■ **Records supplied**

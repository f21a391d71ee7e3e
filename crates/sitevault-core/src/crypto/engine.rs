//! Crypto Engine seam consumed by the record store and the account vault

use super::secure_memory::{self, SecretBytes};
use crate::error::Result;

/// Symmetric encryption capability used by the vault.
///
/// `encrypt` and `decrypt` take the key by value: the engine owns it for the
/// duration of the call and it is wiped when the call returns, whatever the
/// outcome. Callers that need the key again pass a clone.
pub trait CryptoEngine: Send + Sync {
    /// Derive the account key from a password and a pin
    fn derive_key(&self, password: &SecretBytes, pin: &SecretBytes) -> Result<SecretBytes>;

    /// Encrypt `plaintext` into a self-describing ciphertext
    fn encrypt(&self, plaintext: &[u8], key: SecretBytes, iterations: u32) -> Result<Vec<u8>>;

    /// Decrypt a ciphertext produced by [`CryptoEngine::encrypt`].
    ///
    /// Fails with `VaultError::WrongKey` when the key is wrong or the
    /// ciphertext was tampered with.
    fn decrypt(&self, ciphertext: &[u8], key: SecretBytes, iterations: u32) -> Result<SecretBytes>;

    /// Best-effort zeroing of a transient buffer
    fn wipe(&self, buffer: &mut [u8]) {
        secure_memory::wipe(buffer);
    }
}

■ **What needs to be done**
Only the lines above from the line containing "returns, whatever the" through the line containing "a self-describing ciphertext" should be retyped, exactly and with both ends included.

■ **Task result**
/// duration of the call and it is wiped when the call returns, whatever the
/// outcome. Callers that need the key again pass a clone.
pub trait CryptoEngine: Send + Sync {
    /// Derive the account key from a password and a pin
    fn derive_key(&self, password: &SecretBytes, pin: &SecretBytes) -> Result<SecretBytes>;

    /// Encrypt `plaintext` into a self-describing ciphertext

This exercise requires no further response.